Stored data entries
Segment Open

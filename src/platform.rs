use std::fmt;

/// [`Path`](crate::Path) that is native to the platform during compilation
#[cfg(not(windows))]
pub type NativePath = crate::UnixPath;

/// [`Path`](crate::Path) that is native to the platform during compilation
#[cfg(windows)]
pub type NativePath = crate::WindowsPath;

/// Selects which path dialect to use when the choice is made at runtime.
///
/// # Examples
///
/// ```
/// use atom_path::{Platform, TypedPath};
///
/// let path = TypedPath::parse(Platform::Windows, r"C:\Users").unwrap();
/// assert!(path.is_windows());
/// assert_eq!(path.to_string(), "C:/Users");
///
/// assert_eq!(Platform::native().is_windows(), cfg!(windows));
/// ```
#[derive(Copy, Clone, Debug, PartialEq, Eq, Hash)]
pub enum Platform {
    Unix,
    Windows,
}

impl Platform {
    /// Returns the platform this crate was compiled for. Anything that is not Windows is
    /// treated as Unix.
    #[inline]
    pub const fn native() -> Self {
        if cfg!(windows) {
            Self::Windows
        } else {
            Self::Unix
        }
    }

    pub const fn label(self) -> &'static str {
        match self {
            Self::Unix => "unix",
            Self::Windows => "windows",
        }
    }

    #[inline]
    pub const fn is_unix(self) -> bool {
        matches!(self, Self::Unix)
    }

    #[inline]
    pub const fn is_windows(self) -> bool {
        matches!(self, Self::Windows)
    }
}

impl Default for Platform {
    fn default() -> Self {
        Self::native()
    }
}

impl fmt::Display for Platform {
    fn fmt(&self, f: &mut fmt::Formatter<'_>) -> fmt::Result {
        f.write_str(self.label())
    }
}
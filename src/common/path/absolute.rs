use crate::{
    common::{ancestry, path::helpers},
    constants::SELF_ATOM,
    Dialect, Drive, Normalizer, Path, PathError, RelativePath, Resolver, Result,
};
use std::{fmt, marker::PhantomData, str::FromStr};

/// A path rooted at the top of a file system (and, on Windows, optionally at a specific drive).
///
/// An absolute path with no atoms is the root. Absolute paths are never anchored.
#[derive(Clone, PartialEq, Eq, Hash)]
pub struct AbsolutePath<D: Dialect> {
    pub(crate) drive: Option<Drive>,
    pub(crate) atoms: Vec<String>,
    pub(crate) trailing_separator: bool,
    _dialect: PhantomData<D>,
}

impl_atom_path!(AbsolutePath);

impl<D: Dialect> AbsolutePath<D> {
    /// Builds a path from already validated parts
    pub(crate) fn new_unchecked(
        drive: Option<Drive>,
        atoms: Vec<String>,
        trailing_separator: bool,
    ) -> Self {
        Self {
            drive,
            atoms,
            trailing_separator,
            _dialect: PhantomData,
        }
    }

    pub(crate) fn with_atoms(&self, atoms: Vec<String>, trailing_separator: bool) -> Self {
        Self::new_unchecked(self.drive, atoms, trailing_separator)
    }

    /// Creates an absolute path from a sequence of atoms.
    ///
    /// # Examples
    ///
    /// ```
    /// use atom_path::{PathError, UnixAbsolutePath};
    ///
    /// let path = UnixAbsolutePath::from_atoms(["usr", "lib"], true).unwrap();
    /// assert_eq!(path.to_string(), "/usr/lib/");
    ///
    /// assert_eq!(
    ///     UnixAbsolutePath::from_atoms(["usr", ""], false),
    ///     Err(PathError::EmptyPathAtom)
    /// );
    /// ```
    pub fn from_atoms<I, S>(atoms: I, trailing_separator: bool) -> Result<Self>
    where
        I: IntoIterator<Item = S>,
        S: Into<String>,
    {
        let atoms = D::validate_atoms(atoms)?;
        Ok(Self::new_unchecked(None, atoms, trailing_separator))
    }

    /// Returns the root path of this dialect, `/`
    pub fn root() -> Self {
        Self::new_unchecked(None, Vec::new(), false)
    }

    /// Parses `text`, failing with [`PathError::NonAbsolutePath`] if it is relative
    pub fn parse(text: &str) -> Result<Self> {
        Path::<D>::parse(text)?.into_absolute()
    }

    /// Returns true if this path normalizes to the root.
    pub fn is_root(&self) -> bool {
        self.normalize().atoms.is_empty()
    }

    /// Returns true if `path` is exactly one level below this path once both are normalized.
    ///
    /// Always false when the drives differ, ignoring case.
    ///
    /// # Examples
    ///
    /// ```
    /// use atom_path::UnixAbsolutePath;
    ///
    /// let parent = UnixAbsolutePath::parse("/foo").unwrap();
    /// assert!(parent.is_parent_of(&UnixAbsolutePath::parse("/foo/bar").unwrap()));
    /// assert!(parent.is_parent_of(&UnixAbsolutePath::parse("/foo/./baz/../bar").unwrap()));
    /// assert!(!parent.is_parent_of(&UnixAbsolutePath::parse("/foo/bar/baz").unwrap()));
    /// assert!(!parent.is_parent_of(&parent));
    /// ```
    pub fn is_parent_of(&self, path: &AbsolutePath<D>) -> bool {
        ancestry::is_parent_of(self, path)
    }

    /// Returns true if `path` is strictly below this path once both are normalized.
    ///
    /// A path is never its own ancestor. Always false when the drives differ, ignoring case.
    pub fn is_ancestor_of(&self, path: &AbsolutePath<D>) -> bool {
        ancestry::is_ancestor_of(self, path)
    }

    /// Computes the shortest relative path leading from `parent` to this path.
    ///
    /// # Errors
    ///
    /// Fails with [`PathError::DriveMismatch`] if the two paths are on different drives.
    ///
    /// # Examples
    ///
    /// ```
    /// use atom_path::UnixAbsolutePath;
    ///
    /// let child = UnixAbsolutePath::parse("/foo/qux").unwrap();
    /// let parent = UnixAbsolutePath::parse("/foo/bar/baz").unwrap();
    /// let relative = child.relative_to(&parent).unwrap();
    /// assert_eq!(relative.to_string(), "../../qux");
    /// assert_eq!(parent.join(&relative).unwrap().normalize(), child);
    /// ```
    pub fn relative_to(&self, parent: &AbsolutePath<D>) -> Result<RelativePath<D>> {
        ancestry::relative_to(self, parent)
    }

    /// Joins a relative path onto this one; see [`Resolver::resolve_relative`]
    pub fn join(&self, path: &RelativePath<D>) -> Result<Self> {
        Resolver.resolve_relative(self, path)
    }

    /// Resolves `path` against this path; see [`Resolver::resolve`]
    pub fn resolve(&self, path: &Path<D>) -> Result<Self> {
        Resolver.resolve(self, path)
    }

    pub fn normalize(&self) -> Self {
        Normalizer.normalize_absolute(self)
    }

    /// Drops the root, keeping the drive. The root itself becomes the self path `.`.
    pub fn to_relative(&self) -> RelativePath<D> {
        let atoms = if self.atoms.is_empty() {
            vec![SELF_ATOM.to_string()]
        } else {
            self.atoms.clone()
        };
        RelativePath::new_unchecked(self.drive, false, atoms, self.trailing_separator)
    }
}

impl<D: Dialect> Default for AbsolutePath<D> {
    fn default() -> Self {
        Self::root()
    }
}

impl<D: Dialect> FromStr for AbsolutePath<D> {
    type Err = PathError;

    #[inline]
    fn from_str(s: &str) -> Result<Self> {
        Self::parse(s)
    }
}

impl<D: Dialect> fmt::Display for AbsolutePath<D> {
    fn fmt(&self, f: &mut fmt::Formatter<'_>) -> fmt::Result {
        helpers::write_path(f, self.drive, true, &self.atoms, self.trailing_separator)
    }
}

impl<D: Dialect> fmt::Debug for AbsolutePath<D> {
    fn fmt(&self, f: &mut fmt::Formatter<'_>) -> fmt::Result {
        fmt::Debug::fmt(&self.to_string(), f)
    }
}
#![doc = include_str!("../README.md")]

mod common;
pub mod constants;
mod platform;
#[cfg(feature = "serde")]
mod serde_impl;
mod typed;
mod unix;
mod windows;

mod private {
    /// Used to mark traits as sealed to prevent implements from others outside of this crate
    pub trait Sealed {}
}

pub use common::*;
pub use platform::*;
pub use typed::*;
pub use unix::{UnixAbsolutePath, UnixDialect, UnixPath, UnixRelativePath};
pub use windows::{WindowsAbsolutePath, WindowsDialect, WindowsPath, WindowsRelativePath};
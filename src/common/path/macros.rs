/// Implements the accessors and atom-level transformations shared by [`AbsolutePath`] and
/// [`RelativePath`].
///
/// The target type must provide `drive`, `atoms` and `trailing_separator` fields plus a
/// `with_atoms(&self, atoms, trailing_separator)` constructor that keeps every other property.
///
/// [`AbsolutePath`]: crate::AbsolutePath
/// [`RelativePath`]: crate::RelativePath
macro_rules! impl_atom_path {
    ($ty:ident) => {
        impl<D: $crate::Dialect> $ty<D> {
            /// Returns the atoms of this path in order.
            #[inline]
            pub fn atoms(&self) -> &[String] {
                &self.atoms
            }

            #[inline]
            pub fn has_atoms(&self) -> bool {
                !self.atoms.is_empty()
            }

            #[inline]
            pub fn has_trailing_separator(&self) -> bool {
                self.trailing_separator
            }

            /// Drive specifier of the path, always `None` outside of Windows.
            #[inline]
            pub fn drive(&self) -> Option<$crate::Drive> {
                self.drive
            }

            /// Returns the atom at `index`.
            ///
            /// # Errors
            ///
            /// Fails with [`PathError::UndefinedAtom`](crate::PathError::UndefinedAtom) if
            /// `index` is out of range.
            pub fn atom_at(&self, index: usize) -> $crate::Result<&str> {
                self.atoms
                    .get(index)
                    .map(String::as_str)
                    .ok_or($crate::PathError::UndefinedAtom { index })
            }

            /// Returns the atom at `index`, or `default` if `index` is out of range.
            pub fn atom_at_or<'a>(&'a self, index: usize, default: &'a str) -> &'a str {
                self.atoms.get(index).map_or(default, String::as_str)
            }

            /// Returns up to `len` atoms starting at `start`, or every remaining atom when `len`
            /// is `None`. Out-of-range bounds are clamped.
            pub fn slice_atoms(&self, start: usize, len: Option<usize>) -> &[String] {
                let start = start.min(self.atoms.len());
                let end = match len {
                    Some(len) => start.saturating_add(len).min(self.atoms.len()),
                    None => self.atoms.len(),
                };
                &self.atoms[start..end]
            }

            /// Returns the last atom, if any.
            #[inline]
            pub fn name(&self) -> Option<&str> {
                self.atoms.last().map(String::as_str)
            }

            /// Splits the name on every `.`.
            pub fn name_atoms(&self) -> Vec<&str> {
                self.name().map(|name| name.split('.').collect()).unwrap_or_default()
            }

            /// Returns the name without its final extension.
            pub fn name_without_extension(&self) -> Option<&str> {
                self.name()
                    .map($crate::common::path::helpers::rsplit_file_at_dot)
                    .and_then(|(before, after)| before.or(after))
            }

            /// Returns the part of the name before its first `.`.
            pub fn name_prefix(&self) -> Option<&str> {
                self.name()
                    .map(|name| name.split_once('.').map_or(name, |(prefix, _)| prefix))
            }

            /// Returns the part of the name after its first `.`, if there is one.
            pub fn name_suffix(&self) -> Option<&str> {
                self.name()
                    .and_then(|name| name.split_once('.'))
                    .map(|(_, suffix)| suffix)
            }

            pub fn extension(&self) -> Option<&str> {
                self.name()
                    .map($crate::common::path::helpers::rsplit_file_at_dot)
                    .and_then(|(before, after)| before.and(after))
            }

            #[inline]
            pub fn has_extension(&self) -> bool {
                self.extension().is_some()
            }

            /// Returns true if the string form starts with `needle`. Case-insensitive on Windows.
            pub fn starts_with(&self, needle: &str) -> bool {
                $crate::common::path::helpers::matches_with::<D>(
                    &self.to_string(),
                    needle,
                    |h, n| h.starts_with(n),
                )
            }

            /// Returns true if the string form ends with `needle`. Case-insensitive on Windows.
            pub fn ends_with(&self, needle: &str) -> bool {
                $crate::common::path::helpers::matches_with::<D>(
                    &self.to_string(),
                    needle,
                    |h, n| h.ends_with(n),
                )
            }

            /// Returns true if the string form contains `needle`. Case-insensitive on Windows.
            pub fn contains(&self, needle: &str) -> bool {
                $crate::common::path::helpers::matches_with::<D>(
                    &self.to_string(),
                    needle,
                    |h, n| h.contains(n),
                )
            }

            pub fn name_contains(&self, needle: &str) -> bool {
                self.name().map_or(false, |name| {
                    $crate::common::path::helpers::matches_with::<D>(name, needle, |h, n| {
                        h.contains(n)
                    })
                })
            }

            pub fn name_starts_with(&self, needle: &str) -> bool {
                self.name().map_or(false, |name| {
                    $crate::common::path::helpers::matches_with::<D>(name, needle, |h, n| {
                        h.starts_with(n)
                    })
                })
            }

            /// Appends validated atoms. The result never has a trailing separator.
            pub fn join_atoms<I, S>(&self, atoms: I) -> $crate::Result<Self>
            where
                I: IntoIterator<Item = S>,
                S: Into<String>,
            {
                let mut joined = self.atoms.clone();
                joined.extend(D::validate_atoms(atoms)?);
                Ok(self.with_atoms(joined, false))
            }

            /// Appends `levels` parent atoms without normalizing.
            pub fn parent(&self, levels: usize) -> Self {
                if levels == 0 {
                    return self.clone();
                }

                let mut atoms = self.atoms.clone();
                atoms.extend(
                    std::iter::repeat($crate::constants::PARENT_ATOM)
                        .take(levels)
                        .map(String::from),
                );
                self.with_atoms(atoms, false)
            }

            pub fn join_trailing_separator(&self) -> Self {
                self.with_atoms(self.atoms.clone(), true)
            }

            pub fn strip_trailing_separator(&self) -> Self {
                self.with_atoms(self.atoms.clone(), false)
            }

            /// Replaces the last atom, or appends `name` when there are no atoms.
            pub fn replace_name(&self, name: &str) -> $crate::Result<Self> {
                D::validate_atom(name)?;

                let mut atoms = self.atoms.clone();
                atoms.pop();
                atoms.push(name.to_string());
                Ok(self.with_atoms(atoms, self.trailing_separator))
            }

            /// Appends `.extension` to the name.
            pub fn join_extension(&self, extension: &str) -> $crate::Result<Self> {
                match self.name() {
                    Some(name) => self.replace_name(&format!("{name}.{extension}")),
                    None => Ok(self.clone()),
                }
            }

            /// Removes the final extension from the name, if it has one.
            pub fn strip_extension(&self) -> Self {
                match (self.has_extension(), self.name_without_extension()) {
                    (true, Some(stem)) => {
                        let mut atoms = self.atoms.clone();
                        atoms.pop();
                        atoms.push(stem.to_string());
                        self.with_atoms(atoms, self.trailing_separator)
                    }
                    _ => self.clone(),
                }
            }

            /// Replaces the final extension of the name, adding one if it has none.
            pub fn replace_extension(&self, extension: &str) -> $crate::Result<Self> {
                match self.name_without_extension() {
                    Some(stem) => self.replace_name(&format!("{stem}.{extension}")),
                    None => Ok(self.clone()),
                }
            }
        }
    };
}
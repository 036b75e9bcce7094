use soroban_sdk::{Address, Env, Symbol};

pub struct StakingEvents {}

impl StakingEvents {
    /// Emitted when the ledger is initialized
    ///
    /// - topics - `["initialize", owner: Address]`
    /// - data - `[staking_token: Address, reward_token: Address]`
    pub fn initialize(env: &Env, owner: Address, staking_token: Address, reward_token: Address) {
        let topics = (Symbol::new(env, "initialize"), owner);
        env.events().publish(topics, (staking_token, reward_token));
    }

    /// Emitted when a user stakes tokens
    ///
    /// - topics - `["stake", user: Address]`
    /// - data - `[amount: i128, ts: u64]`
    pub fn stake(env: &Env, user: Address, amount: i128, ts: u64) {
        let topics = (Symbol::new(env, "stake"), user);
        env.events().publish(topics, (amount, ts));
    }

    /// Emitted when a user withdraws their whole stake
    ///
    /// - topics - `["unstake", user: Address]`
    /// - data - `[amount: i128, ts: u64]`
    pub fn unstake(env: &Env, user: Address, amount: i128, ts: u64) {
        let topics = (Symbol::new(env, "unstake"), user);
        env.events().publish(topics, (amount, ts));
    }

    /// Emitted when a user claims the reward for their stake
    ///
    /// - topics - `["claim", user: Address]`
    /// - data - `[reward: i128, ts: u64]`
    pub fn claim(env: &Env, user: Address, reward: i128, ts: u64) {
        let topics = (Symbol::new(env, "claim"), user);
        env.events().publish(topics, (reward, ts));
    }

    /// - topics - `["reward_percentage", owner: Address]`
    /// - data - `reward_percentage: u32`
    pub fn reward_percentage_updated(env: &Env, owner: Address, reward_percentage: u32) {
        let topics = (Symbol::new(env, "reward_percentage"), owner);
        env.events().publish(topics, reward_percentage);
    }

    /// - topics - `["reward_period", owner: Address]`
    /// - data - `reward_period: u64`
    pub fn reward_period_updated(env: &Env, owner: Address, reward_period: u64) {
        let topics = (Symbol::new(env, "reward_period"), owner);
        env.events().publish(topics, reward_period);
    }

    /// - topics - `["withdrawal_timeout", owner: Address]`
    /// - data - `stake_withdrawal_timeout: u64`
    pub fn stake_withdrawal_timeout_updated(
        env: &Env,
        owner: Address,
        stake_withdrawal_timeout: u64,
    ) {
        let topics = (Symbol::new(env, "withdrawal_timeout"), owner);
        env.events().publish(topics, stake_withdrawal_timeout);
    }

    /// Emitted when the owner hands the ledger over to a new owner
    ///
    /// - topics - `["ownership_transferred", previous_owner: Address]`
    /// - data - `new_owner: Address`
    pub fn ownership_transferred(env: &Env, previous_owner: Address, new_owner: Address) {
        let topics = (Symbol::new(env, "ownership_transferred"), previous_owner);
        env.events().publish(topics, new_owner);
    }
}
use soroban_fixed_point_math::FixedPoint;

use crate::{
    constants::PERCENTAGE_PRECISION,
    error::{ArithmeticError, MathResult},
};

/// `floor(amount * percentage / 100)` for a non-negative `amount`.
pub fn percentage_of(amount: i128, percentage: u32) -> MathResult<i128> {
    if amount < 0 {
        return Err(ArithmeticError::Underflow);
    }

    amount
        .fixed_mul_floor(i128::from(percentage), PERCENTAGE_PRECISION)
        .ok_or(ArithmeticError::Overflow)
}
use soroban_sdk::{Address, Env, String};
use staking_common::{
    constants::{MAX_REWARD_PERCENTAGE, MIN_REWARD_PERCENTAGE, MIN_REWARD_PERIOD, NULL_ACCOUNT},
    validate,
};

use crate::{
    errors::{ContractError, StakingResult},
    storage::get_owner,
};

/// Guard shared by every owner-only entry point. Runs before any value
/// validation.
pub fn require_owner(env: &Env, sender: &Address) -> StakingResult {
    let owner = get_owner(env);
    validate!(
        env,
        *sender == owner,
        ContractError::NotOwner,
        "Staking: Only the owner is allowed to perform this operation"
    )
}

pub fn validate_reward_percentage(env: &Env, reward_percentage: u32) -> StakingResult {
    validate!(
        env,
        reward_percentage >= MIN_REWARD_PERCENTAGE,
        ContractError::PercentageZero,
        "Staking: Reward percentage can not be zero"
    )?;
    validate!(
        env,
        reward_percentage <= MAX_REWARD_PERCENTAGE,
        ContractError::PercentageExceedsMax,
        "Staking: Reward percentage can not exceed 100%"
    )
}

pub fn validate_reward_period(env: &Env, reward_period: u64) -> StakingResult {
    validate!(
        env,
        reward_period >= MIN_REWARD_PERIOD,
        ContractError::PeriodZero,
        "Staking: Reward period can not be zero"
    )
}

/// Rejects the null account and the ledger itself, neither of which can ever
/// sign an owner call.
pub fn validate_new_owner(env: &Env, new_owner: &Address) -> StakingResult {
    let null_account = Address::from_string(&String::from_str(env, NULL_ACCOUNT));
    validate!(
        env,
        *new_owner != null_account && *new_owner != env.current_contract_address(),
        ContractError::InvalidOwner,
        "Staking: Transferring ownership to the zero address is not allowed"
    )
}
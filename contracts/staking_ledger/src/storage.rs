use soroban_sdk::{contracttype, log, panic_with_error, Address, Env};
use staking_common::ttl::{
    INSTANCE_BUMP_AMOUNT, INSTANCE_LIFETIME_THRESHOLD, PERSISTENT_BUMP_AMOUNT,
    PERSISTENT_LIFETIME_THRESHOLD,
};

use crate::errors::ContractError;

#[derive(Clone)]
#[contracttype]
pub enum DataKey {
    Config,
    Owner,
    TotalStake,
    Initialized,
    Stake(Address),
}

// ################################################################
//                             Config
// ################################################################

#[contracttype]
#[derive(Clone, Debug, Eq, PartialEq)]
pub struct Config {
    /// Token users deposit into the ledger
    pub staking_token: Address,
    /// Token the ledger pays rewards in
    pub reward_token: Address,
    /// Share of the stake paid as reward, in whole percent (1..=100)
    pub reward_percentage: u32,
    /// Seconds a stake must age before its reward can be claimed
    pub reward_period: u64,
    /// Seconds a stake must age before it can be withdrawn
    pub stake_withdrawal_timeout: u64,
}

pub fn save_config(env: &Env, config: &Config) {
    env.storage().instance().set(&DataKey::Config, config);
}

pub fn get_config(env: &Env) -> Config {
    env.storage()
        .instance()
        .get(&DataKey::Config)
        .unwrap_or_else(|| {
            log!(env, "Staking: Config not set");
            panic_with_error!(env, ContractError::NotInitialized)
        })
}

pub fn save_owner(env: &Env, owner: &Address) {
    env.storage().instance().set(&DataKey::Owner, owner);
}

pub fn get_owner(env: &Env) -> Address {
    env.storage()
        .instance()
        .get(&DataKey::Owner)
        .unwrap_or_else(|| {
            log!(env, "Staking: Owner not set");
            panic_with_error!(env, ContractError::NotInitialized)
        })
}

pub fn save_total_stake(env: &Env, total_stake: i128) {
    env.storage()
        .instance()
        .set(&DataKey::TotalStake, &total_stake);
}

pub fn get_total_stake(env: &Env) -> i128 {
    env.storage()
        .instance()
        .get(&DataKey::TotalStake)
        .unwrap_or_else(|| {
            log!(env, "Staking: Total stake not set");
            panic_with_error!(env, ContractError::NotInitialized)
        })
}

// ################################################################
//                             Stakes
// ################################################################

#[contracttype]
#[derive(Clone, Debug, Default, Eq, PartialEq)]
pub struct StakeRecord {
    /// Tokens currently staked, zero when nothing is at stake
    pub amount: i128,
    /// Ledger timestamp of the most recent stake
    pub last_stake_timestamp: u64,
    /// Whether the reward for the current stake has been paid out
    pub reward_claimed: bool,
}

pub fn get_stake_record(env: &Env, account: &Address) -> StakeRecord {
    let key = DataKey::Stake(account.clone());
    match env.storage().persistent().get::<_, StakeRecord>(&key) {
        Some(record) => {
            env.storage().persistent().extend_ttl(
                &key,
                PERSISTENT_LIFETIME_THRESHOLD,
                PERSISTENT_BUMP_AMOUNT,
            );
            record
        }
        None => StakeRecord::default(),
    }
}

pub fn save_stake_record(env: &Env, account: &Address, record: &StakeRecord) {
    let key = DataKey::Stake(account.clone());
    env.storage().persistent().set(&key, record);
    env.storage()
        .persistent()
        .extend_ttl(&key, PERSISTENT_LIFETIME_THRESHOLD, PERSISTENT_BUMP_AMOUNT);
}

pub fn remove_stake_record(env: &Env, account: &Address) {
    env.storage()
        .persistent()
        .remove(&DataKey::Stake(account.clone()));
}

pub mod utils {
    use super::*;

    pub fn bump_instance(env: &Env) {
        env.storage()
            .instance()
            .extend_ttl(INSTANCE_LIFETIME_THRESHOLD, INSTANCE_BUMP_AMOUNT);
    }

    pub fn is_initialized(env: &Env) -> bool {
        env.storage()
            .instance()
            .get(&DataKey::Initialized)
            .unwrap_or(false)
    }

    pub fn set_initialized(env: &Env) {
        env.storage().instance().set(&DataKey::Initialized, &true);
    }
}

Segment Closed

Instructions for the task |
Work out how many lines above contain "must"; write only the number.

Output of the task |
3